E' vero che i morti devono essere cremati?
“Lo prevedono le nostre procedure: i cadaveri contengono quantità elevatissime di virus e sono altamente contagiosi. Ma c’è chi cerca di sottrarsi. E’ il caso del figlio del proprietario di una clinica privata, portato al centro quand’era in condizioni gravissime e arrivato già morto. I parenti hanno reclamato il corpo per fargli un funerale secondo le usanze locali. La cerimonia dura un’intera giornata: dopo alcuni giorni ben undici partecipanti al funerale si sono presentati con i sintomi della malattia”.
Quali sono i sintomi della febbre emorragica?
“Le forti emorragie esterne ci sono solo nel 5% dei casi. A volte qualche sanguinamento nelle gengive o gli occhi rossi, accompagnate da febbre alta. Dopo qualche giorno comincia l’attacco devastante al sistema gastrointestinale e al fegato. I malati muoiono di solito dopo 7-12 giorni. Se superano il dodicesimo giorno le prospettive sono buone, al quindicesimo sono salvi”.
Cosa si conosce oggi della malattia?
“Poco. Il virus Ebola, che si chiama così da un fiume dello Zaire, fu isolato là nel 1976. Ci sono altri ceppi del virus, ma quello che abbiamo in Liberia è quello dello Zaire. Poi, in vent’anni, ci sono state ventuno epidemie per un totale di 1100 casi. Quest’anno, da marzo, ci sono stati più di 5000 casi, di cui 1000 nel nostro centro a Monrovia, nei due mesi in cui c’ero anch’io. Nell’ultimo anno, purtroppo, abbiamo fatto più esperienza che nei vent’anni precedenti”.
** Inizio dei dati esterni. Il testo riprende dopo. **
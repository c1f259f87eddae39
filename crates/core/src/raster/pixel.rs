//! RGB pixel type and the raster element trait

use serde::{Deserialize, Serialize};
use std::fmt::Debug;

/// An 8-bit-per-channel RGB pixel.
///
/// Both population-density and flood-extent rasters encode their payload as
/// color, so this is the cell type of every loaded raster.
#[derive(Debug, Clone, Copy, Default, PartialEq, Eq, Hash, Serialize, Deserialize)]
pub struct Rgb {
    pub r: u8,
    pub g: u8,
    pub b: u8,
}

impl Rgb {
    pub const fn new(r: u8, g: u8, b: u8) -> Self {
        Self { r, g, b }
    }

    /// Black, the "no data" color of the population choropleth.
    pub const BLACK: Self = Self { r: 0, g: 0, b: 0 };
}

impl From<[u8; 3]> for Rgb {
    fn from(c: [u8; 3]) -> Self {
        Self::new(c[0], c[1], c[2])
    }
}

impl std::fmt::Display for Rgb {
    fn fmt(&self, f: &mut std::fmt::Formatter<'_>) -> std::fmt::Result {
        write!(f, "({}, {}, {})", self.r, self.g, self.b)
    }
}

/// Trait for types that can be stored in a raster cell.
///
/// Implemented for [`Rgb`] (loaded imagery) and `bool` (derived flood masks).
pub trait RasterElement:
    Copy + Clone + Debug + Default + PartialEq + Send + Sync + 'static
{
}

impl RasterElement for Rgb {}
impl RasterElement for bool {}
impl RasterElement for u8 {}

#[cfg(test)]
mod tests {
    use super::*;

    #[test]
    fn test_black_is_default() {
        assert_eq!(Rgb::default(), Rgb::BLACK);
    }

    #[test]
    fn test_from_array() {
        let px: Rgb = [255, 170, 0].into();
        assert_eq!(px, Rgb::new(255, 170, 0));
    }
}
Sono state avviate sperimentazioni?
“Non ci sono sperimentazioni su umani, ma solo su un numero molto limitato di scimmie e di criceti. Solo in un caso un uomo, un biologo russo, che si è punto per errore in laboratorio con una siringa infetta, è stato trattato con il vaccino. Lui non ha sviluppato la malattia”.
Esiste un vaccino?
“A Monrovia è venuto uno dei migliori studiosi di Ebola, Heinz Feldmann, che ha sviluppato uno dei due vaccini oggi disponibili. Speriamo che le sue ricerche possano portare a risultati. Sembra che inizino a interessarsi anche le multinazionali del farmaco, come la Glaxo. Probabilmente l’impulso verrà dall’interesse che ora hanno anche le organizzazioni militari (il virus è una potenziale arma batteriologica). Non è un caso che dei tre laboratori sull’Ebola a Monrovia due siano dell’US Army”.
Ora cosa ti aspetta?
“Adesso sto tranquillo, sotto osservazione, fino a passare le tre settimane. Poi farò un po’ di lavoro di divulgazione. MSF tiene molto all’advocacy: si tratta di fare del lavoro d’informazione e presentazione dell’attività di MSF nella battaglia contro l’Ebola. A gennaio, ci piacerebbe andare in Mozambico”.
E tornare in Italia?
“Ci siamo informati sulla possibilità di fare i medici di base per il Servizio Sanitario nazionale, ma le procedure richiedono di fare due anni di pratica, naturalmente non pagata. La nostra esperienza non vale un granché In Italia!”.